*** Task material ***

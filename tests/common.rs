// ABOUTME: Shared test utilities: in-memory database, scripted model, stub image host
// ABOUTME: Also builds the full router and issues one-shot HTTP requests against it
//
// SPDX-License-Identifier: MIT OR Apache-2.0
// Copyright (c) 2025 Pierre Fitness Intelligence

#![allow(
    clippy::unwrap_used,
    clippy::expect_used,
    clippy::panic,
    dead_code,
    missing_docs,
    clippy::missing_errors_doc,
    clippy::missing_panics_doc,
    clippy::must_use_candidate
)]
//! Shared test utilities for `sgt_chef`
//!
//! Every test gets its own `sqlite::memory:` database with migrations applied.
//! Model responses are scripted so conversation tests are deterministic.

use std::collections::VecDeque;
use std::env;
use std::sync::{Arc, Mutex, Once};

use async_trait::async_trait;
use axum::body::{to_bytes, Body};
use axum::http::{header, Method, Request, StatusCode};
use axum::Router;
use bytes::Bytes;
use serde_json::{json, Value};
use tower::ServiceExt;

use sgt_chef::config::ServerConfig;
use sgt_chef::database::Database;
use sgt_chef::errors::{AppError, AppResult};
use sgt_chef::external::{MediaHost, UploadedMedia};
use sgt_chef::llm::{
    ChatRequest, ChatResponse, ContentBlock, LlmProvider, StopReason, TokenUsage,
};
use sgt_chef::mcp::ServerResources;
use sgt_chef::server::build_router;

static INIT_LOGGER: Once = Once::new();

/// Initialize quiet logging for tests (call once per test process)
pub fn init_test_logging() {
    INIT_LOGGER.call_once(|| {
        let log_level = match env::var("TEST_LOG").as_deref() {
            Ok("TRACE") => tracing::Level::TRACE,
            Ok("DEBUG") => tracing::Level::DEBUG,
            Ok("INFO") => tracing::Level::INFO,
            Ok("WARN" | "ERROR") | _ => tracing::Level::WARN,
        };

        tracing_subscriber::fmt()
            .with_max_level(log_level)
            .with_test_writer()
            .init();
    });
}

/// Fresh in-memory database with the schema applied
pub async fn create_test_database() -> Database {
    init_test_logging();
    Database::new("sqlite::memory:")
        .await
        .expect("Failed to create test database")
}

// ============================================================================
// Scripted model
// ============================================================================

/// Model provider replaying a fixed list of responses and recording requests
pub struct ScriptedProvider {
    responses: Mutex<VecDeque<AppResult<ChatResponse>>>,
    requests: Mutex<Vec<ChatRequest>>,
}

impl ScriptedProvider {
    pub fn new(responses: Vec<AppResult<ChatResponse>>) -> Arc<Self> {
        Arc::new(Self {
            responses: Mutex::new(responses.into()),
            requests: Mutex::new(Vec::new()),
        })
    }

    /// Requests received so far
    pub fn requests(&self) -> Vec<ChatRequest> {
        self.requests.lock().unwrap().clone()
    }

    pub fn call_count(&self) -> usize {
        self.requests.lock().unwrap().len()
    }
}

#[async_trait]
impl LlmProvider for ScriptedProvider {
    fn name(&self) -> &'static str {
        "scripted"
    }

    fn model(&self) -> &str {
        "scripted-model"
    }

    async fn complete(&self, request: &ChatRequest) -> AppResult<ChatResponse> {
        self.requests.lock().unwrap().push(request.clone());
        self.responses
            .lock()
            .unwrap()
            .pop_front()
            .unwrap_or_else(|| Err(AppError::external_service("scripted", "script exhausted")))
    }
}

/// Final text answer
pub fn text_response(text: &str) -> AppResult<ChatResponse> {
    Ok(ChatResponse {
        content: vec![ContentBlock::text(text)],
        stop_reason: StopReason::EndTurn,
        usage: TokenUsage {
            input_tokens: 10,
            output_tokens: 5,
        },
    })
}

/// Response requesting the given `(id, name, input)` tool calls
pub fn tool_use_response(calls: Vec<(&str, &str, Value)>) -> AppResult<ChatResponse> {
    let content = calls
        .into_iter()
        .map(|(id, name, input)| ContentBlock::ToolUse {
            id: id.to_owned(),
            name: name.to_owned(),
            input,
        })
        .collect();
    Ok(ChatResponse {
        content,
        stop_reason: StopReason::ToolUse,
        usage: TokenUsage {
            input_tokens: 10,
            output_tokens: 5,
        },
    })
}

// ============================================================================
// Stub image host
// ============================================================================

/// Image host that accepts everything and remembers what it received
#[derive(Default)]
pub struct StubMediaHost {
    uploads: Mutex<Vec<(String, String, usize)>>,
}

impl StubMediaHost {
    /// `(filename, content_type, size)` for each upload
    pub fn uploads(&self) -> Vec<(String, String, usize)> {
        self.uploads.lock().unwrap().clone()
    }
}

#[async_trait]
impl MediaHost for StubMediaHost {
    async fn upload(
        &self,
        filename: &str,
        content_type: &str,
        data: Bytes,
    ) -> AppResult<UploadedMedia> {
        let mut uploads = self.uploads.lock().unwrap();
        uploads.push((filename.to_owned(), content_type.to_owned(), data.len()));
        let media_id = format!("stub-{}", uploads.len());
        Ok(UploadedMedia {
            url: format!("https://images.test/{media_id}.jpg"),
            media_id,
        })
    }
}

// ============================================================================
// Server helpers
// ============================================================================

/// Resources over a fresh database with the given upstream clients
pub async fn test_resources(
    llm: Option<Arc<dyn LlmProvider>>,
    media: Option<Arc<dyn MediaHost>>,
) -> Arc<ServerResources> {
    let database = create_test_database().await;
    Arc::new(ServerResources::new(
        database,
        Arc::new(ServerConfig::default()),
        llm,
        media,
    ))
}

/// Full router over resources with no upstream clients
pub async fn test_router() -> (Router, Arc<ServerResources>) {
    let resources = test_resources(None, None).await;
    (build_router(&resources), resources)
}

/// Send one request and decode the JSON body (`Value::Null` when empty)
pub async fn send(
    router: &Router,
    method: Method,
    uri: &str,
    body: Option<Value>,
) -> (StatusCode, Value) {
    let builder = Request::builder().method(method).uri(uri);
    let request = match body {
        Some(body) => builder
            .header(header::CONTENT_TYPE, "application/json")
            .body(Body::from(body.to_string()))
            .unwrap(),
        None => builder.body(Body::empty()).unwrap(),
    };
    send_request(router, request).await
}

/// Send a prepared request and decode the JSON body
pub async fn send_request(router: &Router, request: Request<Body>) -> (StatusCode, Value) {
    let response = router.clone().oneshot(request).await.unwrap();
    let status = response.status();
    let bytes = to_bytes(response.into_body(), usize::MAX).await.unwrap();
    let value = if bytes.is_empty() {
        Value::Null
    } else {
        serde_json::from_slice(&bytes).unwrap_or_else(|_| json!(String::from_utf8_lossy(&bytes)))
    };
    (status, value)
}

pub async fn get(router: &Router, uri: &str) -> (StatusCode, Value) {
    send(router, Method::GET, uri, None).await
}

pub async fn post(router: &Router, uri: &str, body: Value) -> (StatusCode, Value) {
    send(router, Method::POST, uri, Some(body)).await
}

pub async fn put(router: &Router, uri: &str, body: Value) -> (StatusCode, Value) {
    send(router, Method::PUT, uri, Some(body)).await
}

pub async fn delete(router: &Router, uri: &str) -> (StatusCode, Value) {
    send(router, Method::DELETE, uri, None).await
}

*** End of Task material ***
*** Task material ***

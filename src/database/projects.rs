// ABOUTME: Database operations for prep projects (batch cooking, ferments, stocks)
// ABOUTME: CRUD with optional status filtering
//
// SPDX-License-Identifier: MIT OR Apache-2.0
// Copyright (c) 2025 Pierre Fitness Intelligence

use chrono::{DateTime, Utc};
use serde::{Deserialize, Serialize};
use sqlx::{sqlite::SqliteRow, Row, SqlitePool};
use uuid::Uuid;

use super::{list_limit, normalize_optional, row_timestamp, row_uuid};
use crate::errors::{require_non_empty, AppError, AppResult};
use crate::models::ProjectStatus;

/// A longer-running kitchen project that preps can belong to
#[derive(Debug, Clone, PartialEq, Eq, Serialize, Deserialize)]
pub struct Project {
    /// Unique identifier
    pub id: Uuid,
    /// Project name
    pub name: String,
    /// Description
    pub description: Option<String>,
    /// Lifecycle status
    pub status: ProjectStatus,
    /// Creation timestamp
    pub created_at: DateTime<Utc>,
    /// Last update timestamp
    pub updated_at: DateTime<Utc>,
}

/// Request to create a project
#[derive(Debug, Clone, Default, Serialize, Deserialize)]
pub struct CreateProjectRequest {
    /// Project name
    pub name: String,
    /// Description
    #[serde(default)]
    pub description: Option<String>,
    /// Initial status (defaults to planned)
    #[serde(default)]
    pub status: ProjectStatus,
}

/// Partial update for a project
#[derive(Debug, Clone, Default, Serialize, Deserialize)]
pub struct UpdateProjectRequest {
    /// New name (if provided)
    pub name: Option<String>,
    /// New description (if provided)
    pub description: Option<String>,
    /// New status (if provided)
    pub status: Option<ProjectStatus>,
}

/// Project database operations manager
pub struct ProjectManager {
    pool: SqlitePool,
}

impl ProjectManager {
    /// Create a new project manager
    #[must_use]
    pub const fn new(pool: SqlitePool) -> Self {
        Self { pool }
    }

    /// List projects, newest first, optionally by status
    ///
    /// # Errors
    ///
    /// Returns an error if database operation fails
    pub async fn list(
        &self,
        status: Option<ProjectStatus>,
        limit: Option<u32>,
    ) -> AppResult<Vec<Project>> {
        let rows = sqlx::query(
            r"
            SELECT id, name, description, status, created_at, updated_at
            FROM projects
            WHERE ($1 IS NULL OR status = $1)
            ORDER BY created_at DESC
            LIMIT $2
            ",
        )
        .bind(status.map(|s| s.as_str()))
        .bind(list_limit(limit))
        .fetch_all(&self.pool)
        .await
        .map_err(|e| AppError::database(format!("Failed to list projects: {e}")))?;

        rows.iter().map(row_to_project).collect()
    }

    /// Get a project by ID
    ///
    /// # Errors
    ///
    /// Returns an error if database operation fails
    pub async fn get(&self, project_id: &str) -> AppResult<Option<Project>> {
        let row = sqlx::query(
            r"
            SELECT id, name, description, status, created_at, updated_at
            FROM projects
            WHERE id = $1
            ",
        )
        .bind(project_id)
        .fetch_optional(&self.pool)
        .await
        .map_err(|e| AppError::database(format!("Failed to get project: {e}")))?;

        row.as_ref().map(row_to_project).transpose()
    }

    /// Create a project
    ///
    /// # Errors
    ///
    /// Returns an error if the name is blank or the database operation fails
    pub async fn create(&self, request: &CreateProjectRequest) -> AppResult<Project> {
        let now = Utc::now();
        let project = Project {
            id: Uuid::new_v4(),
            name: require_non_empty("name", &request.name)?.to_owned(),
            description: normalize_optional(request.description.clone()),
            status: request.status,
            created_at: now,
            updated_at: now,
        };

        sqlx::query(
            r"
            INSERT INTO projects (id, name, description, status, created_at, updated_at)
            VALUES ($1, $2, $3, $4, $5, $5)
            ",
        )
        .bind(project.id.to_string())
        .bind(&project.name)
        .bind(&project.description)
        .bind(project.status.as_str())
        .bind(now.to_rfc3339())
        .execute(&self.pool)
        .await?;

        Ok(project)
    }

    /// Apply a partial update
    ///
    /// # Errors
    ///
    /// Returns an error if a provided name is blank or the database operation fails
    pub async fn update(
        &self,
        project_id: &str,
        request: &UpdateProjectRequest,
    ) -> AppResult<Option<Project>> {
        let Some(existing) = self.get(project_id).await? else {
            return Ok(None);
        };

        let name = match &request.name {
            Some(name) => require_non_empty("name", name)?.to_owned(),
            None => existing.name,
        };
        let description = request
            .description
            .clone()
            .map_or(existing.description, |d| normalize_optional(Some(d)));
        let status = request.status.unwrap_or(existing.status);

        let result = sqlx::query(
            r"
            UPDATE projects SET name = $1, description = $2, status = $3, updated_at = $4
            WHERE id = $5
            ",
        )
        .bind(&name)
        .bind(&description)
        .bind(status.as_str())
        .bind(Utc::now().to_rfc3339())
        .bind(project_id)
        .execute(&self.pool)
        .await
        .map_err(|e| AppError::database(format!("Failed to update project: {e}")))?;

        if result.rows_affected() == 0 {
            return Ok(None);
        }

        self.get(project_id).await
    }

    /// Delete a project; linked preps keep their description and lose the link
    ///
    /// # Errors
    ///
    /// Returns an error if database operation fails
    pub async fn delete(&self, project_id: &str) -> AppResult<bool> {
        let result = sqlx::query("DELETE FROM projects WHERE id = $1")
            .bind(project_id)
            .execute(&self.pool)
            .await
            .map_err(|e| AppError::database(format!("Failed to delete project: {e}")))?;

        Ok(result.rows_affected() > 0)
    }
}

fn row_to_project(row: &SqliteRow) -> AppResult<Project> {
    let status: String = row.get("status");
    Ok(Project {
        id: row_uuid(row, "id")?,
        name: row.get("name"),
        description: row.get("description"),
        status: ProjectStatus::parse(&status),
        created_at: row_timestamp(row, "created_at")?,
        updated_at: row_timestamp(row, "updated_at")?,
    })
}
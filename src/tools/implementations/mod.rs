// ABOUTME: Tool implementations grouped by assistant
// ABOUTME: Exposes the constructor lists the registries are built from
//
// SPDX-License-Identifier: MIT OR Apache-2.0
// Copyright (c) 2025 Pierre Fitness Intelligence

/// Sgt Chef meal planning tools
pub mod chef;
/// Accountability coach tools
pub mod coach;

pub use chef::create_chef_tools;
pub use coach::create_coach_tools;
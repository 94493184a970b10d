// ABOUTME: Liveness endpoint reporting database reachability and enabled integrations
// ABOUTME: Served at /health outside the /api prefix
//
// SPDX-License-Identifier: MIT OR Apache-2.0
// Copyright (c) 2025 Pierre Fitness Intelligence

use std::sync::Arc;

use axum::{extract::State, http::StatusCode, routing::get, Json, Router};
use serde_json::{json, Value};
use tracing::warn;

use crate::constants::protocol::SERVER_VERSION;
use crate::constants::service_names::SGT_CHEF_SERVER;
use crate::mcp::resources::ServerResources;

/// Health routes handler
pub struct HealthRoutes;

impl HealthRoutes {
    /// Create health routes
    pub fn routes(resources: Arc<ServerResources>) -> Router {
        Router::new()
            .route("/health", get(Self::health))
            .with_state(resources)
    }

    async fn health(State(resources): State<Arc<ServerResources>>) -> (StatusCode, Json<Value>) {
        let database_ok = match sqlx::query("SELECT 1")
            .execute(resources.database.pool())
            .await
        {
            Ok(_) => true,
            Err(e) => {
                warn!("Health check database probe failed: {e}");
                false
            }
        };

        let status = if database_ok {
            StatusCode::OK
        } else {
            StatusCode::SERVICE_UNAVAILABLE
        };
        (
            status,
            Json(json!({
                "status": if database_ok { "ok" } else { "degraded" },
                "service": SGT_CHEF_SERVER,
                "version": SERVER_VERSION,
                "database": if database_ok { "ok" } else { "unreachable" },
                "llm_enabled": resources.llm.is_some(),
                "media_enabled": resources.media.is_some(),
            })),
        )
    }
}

*** End of Task material ***

Description of the task - Would you report every line of the entries above containing the word "ServerConfig"?

Task solution -
use sgt_chef::config::ServerConfig;
        Arc::new(ServerConfig::default()),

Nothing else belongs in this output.